Saturday, November 17, 2012

Boobs! (Not a Big Deal)


I would like for you to take a good look at that picture for a moment. You see a baby, the top part of a breast, and some bacon. Are you offended?

If you are, I'd like for you to also look at these:






Those are all photos that I've been greeted with when I opened my Facebook page. They're not photos I sought out, and they're certainly not photos I saw by deliberately following a site that is focused on spreading such content. They're photos that Facebook friends of mine shared. They all offended me. One of them offended me so much that I did my first (and so far only) content-related de-friending

But not once have I reported those images to Facebook for violating their Terms of Service by exposing me to them. Do you know why? They don't violate Facebook's TOS. They're offensive, they make me question my friends, but I have many options. I can hide them. I can stop using Facebook. I can delete these friends. I do not tell other people what they can and cannot post on their own Facebook pages, especially when what they're posting doesn't even violate Facebook's own rules. 

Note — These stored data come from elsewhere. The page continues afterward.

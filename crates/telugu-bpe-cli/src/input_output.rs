use std::{
    error::Error,
    fs::File,
    io::{BufRead, BufReader, BufWriter, Write},
    path::{Path, PathBuf},
};

/// The path naming stdin or stdout.
const STDIO: &str = "-";

fn is_stdio(path: &Path) -> bool {
    path.as_os_str() == STDIO
}

/// Line-at-a-time text streams.
#[derive(clap::Args, Debug)]
pub struct LineArgs {
    /// Text to read, one sample per line; "-" reads stdin.
    #[arg(long, default_value = STDIO)]
    input: PathBuf,

    /// Where to write one result per input line; "-" writes stdout.
    #[arg(long, default_value = STDIO)]
    output: PathBuf,
}

impl LineArgs {
    /// Feed every input line through `handle`, which writes its result.
    ///
    /// ## Returns
    /// The number of lines read.
    pub fn transform<F>(
        &self,
        handle: F,
    ) -> Result<usize, Box<dyn Error>>
    where
        F: FnMut(&str, &mut dyn Write) -> Result<(), Box<dyn Error>>,
    {
        let mut reader: Box<dyn BufRead> = if is_stdio(&self.input) {
            Box::new(std::io::stdin().lock())
        } else {
            Box::new(BufReader::new(File::open(&self.input)?))
        };
        let mut writer: Box<dyn Write> = if is_stdio(&self.output) {
            Box::new(BufWriter::new(std::io::stdout().lock()))
        } else {
            Box::new(BufWriter::new(File::create(&self.output)?))
        };

        let lines = transform_lines(&mut reader, &mut writer, handle)?;
        writer.flush()?;

        log::debug!("Processed {lines} lines");
        Ok(lines)
    }
}

/// Feed every line of `reader` through `handle`.
pub fn transform_lines<F>(
    reader: &mut dyn BufRead,
    writer: &mut dyn Write,
    mut handle: F,
) -> Result<usize, Box<dyn Error>>
where
    F: FnMut(&str, &mut dyn Write) -> Result<(), Box<dyn Error>>,
{
    let mut lines = 0;
    for line in reader.lines() {
        handle(&line?, &mut *writer)?;
        lines += 1;
    }
    Ok(lines)
}
//! # Merge Replay Encoder

use std::sync::Arc;

use crate::{
    encoders::SymbolEncoder,
    segmentation::{WordSpan, split_words},
    types::Symbol,
    vocab::{BpeModel, MergeList},
};

/// Replay `rules` over `words`, one rule at a time, in list order.
///
/// Each rule is a full greedy pass over every word before the next rule runs.
///
/// ## Returns
/// The number of merges applied.
pub fn replay_merges(
    words: &mut [WordSpan],
    rules: &MergeList,
) -> usize {
    let mut merges = 0;
    for rule in rules {
        let pair = rule.pair();
        for word in words.iter_mut() {
            if word.len() >= 2 {
                merges += word.merge_pair_cb(&pair, rule.merged(), &mut |_, _| {});
            }
        }
    }
    merges
}

/// Encode preprocessed text by replaying `rules`.
///
/// ## Arguments
/// * `text` - preprocessed text; see [`crate::preprocess::preprocess`].
/// * `rules` - the ordered merge rules.
///
/// ## Returns
/// The tokens of every word, flattened in word order.
pub fn encode<S: AsRef<str>>(
    text: S,
    rules: &MergeList,
) -> Vec<Symbol> {
    let mut words = split_words(text);
    replay_merges(&mut words, rules);
    words.into_iter().flat_map(WordSpan::into_symbols).collect()
}

/// A [`SymbolEncoder`] which replays a model's merges in learning order.
#[derive(Debug, Clone)]
pub struct MergeReplayEncoder {
    model: Arc<BpeModel>,
}

impl MergeReplayEncoder {
    /// Construct an encoder for a model.
    pub fn new<M: Into<Arc<BpeModel>>>(model: M) -> Self {
        Self {
            model: model.into(),
        }
    }

    /// The shared model.
    pub fn model_arc(&self) -> &Arc<BpeModel> {
        &self.model
    }
}

impl SymbolEncoder for MergeReplayEncoder {
    fn model(&self) -> &BpeModel {
        &self.model
    }

    fn encode_words(
        &self,
        words: &mut [WordSpan],
    ) -> usize {
        replay_merges(words, self.model.merges())
    }
}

Go back and look at that first photo. If you are more offended by half of a breast (with no nipple or even areola showing, I might add) and a baby eating some bacon than you are by the implication that you should look at ugly women's faces to avoid premature ejaculation, I highly suggest you question your own ethical standards. Go ahead. Go spend some time soul searching. You can read the rest of this when you get back. 

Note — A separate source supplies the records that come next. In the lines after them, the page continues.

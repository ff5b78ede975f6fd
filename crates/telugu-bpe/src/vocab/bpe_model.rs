//! # BPE Model

use std::{collections::BTreeSet, path::Path};

use serde::{Deserialize, Serialize};

use crate::{
    errors::TBResult,
    types::Symbol,
    vocab::{MergeList, io},
};

/// A trained model: the unit of persistence.
///
/// * `vocab_size` - the target vocabulary size used at training time;
///   not necessarily the achieved size.
/// * `merges` - the ordered merge rules.
/// * `vocab` - every symbol ever created: the initial characters,
///   and every merge result.
///
/// Read-only once built; share it behind an `Arc` to encode concurrently.
#[derive(Debug, Clone, Default, PartialEq, Eq, Serialize, Deserialize)]
pub struct BpeModel {
    vocab_size: usize,
    merges: MergeList,
    vocab: BTreeSet<Symbol>,
}

impl BpeModel {
    /// Assemble a model.
    pub fn new(
        vocab_size: usize,
        merges: MergeList,
        vocab: BTreeSet<Symbol>,
    ) -> Self {
        Self {
            vocab_size,
            merges,
            vocab,
        }
    }

    /// The target vocabulary size used at training time.
    pub fn vocab_size(&self) -> usize {
        self.vocab_size
    }

    /// The ordered merge rules.
    pub fn merges(&self) -> &MergeList {
        &self.merges
    }

    /// The vocabulary set.
    pub fn vocab(&self) -> &BTreeSet<Symbol> {
        &self.vocab
    }

    /// The achieved vocabulary size.
    pub fn vocab_len(&self) -> usize {
        self.vocab.len()
    }

    /// Is `symbol` in the vocabulary?
    pub fn contains(
        &self,
        symbol: &str,
    ) -> bool {
        self.vocab.contains(symbol)
    }

    /// The single-codepoint symbols of the vocabulary.
    pub fn alphabet(&self) -> impl Iterator<Item = &Symbol> + '_ {
        self.vocab.iter().filter(|s| s.chars().nth(1).is_none())
    }

    /// Load a model from a JSON model file.
    ///
    /// See [`io::load_model_path`].
    pub fn load<P: AsRef<Path>>(path: P) -> TBResult<Self> {
        io::load_model_path(path)
    }

    /// Save this model to a JSON model file.
    ///
    /// See [`io::save_model_path`].
    pub fn save<P: AsRef<Path>>(
        &self,
        path: P,
    ) -> TBResult<()> {
        io::save_model_path(self, path)
    }
}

That first photo got blogger Gina from The Feminist Breeder banned from Facebook for three days. When she returned, she started a 72-hour protest flooding Facebook with photos of breastfeeding mothers, none of which violated their clearly written Terms of Service (which say that breastfeeding photos are fine as long as the full breast is not exposed). Facebook responded by banning her for an additional seven days. Again, she broke no rules!

What's going on? 

Huffington Post ran an article about the story, and the comments there are telling of the real problem. 

Commenter Stacy Grensberg had this to say:
"you do not need to post pictures of yourself breastfeeding on the internet for God's sake. No one wants or needs to see that. And if you are breastfeeding in public, have the decency to cover up a little bit, whether with a receiving blanket or nursing cover or whatever. You are doing a wonderful thing for your child, but you do not need to flaunt it all over the place." (emphasis added)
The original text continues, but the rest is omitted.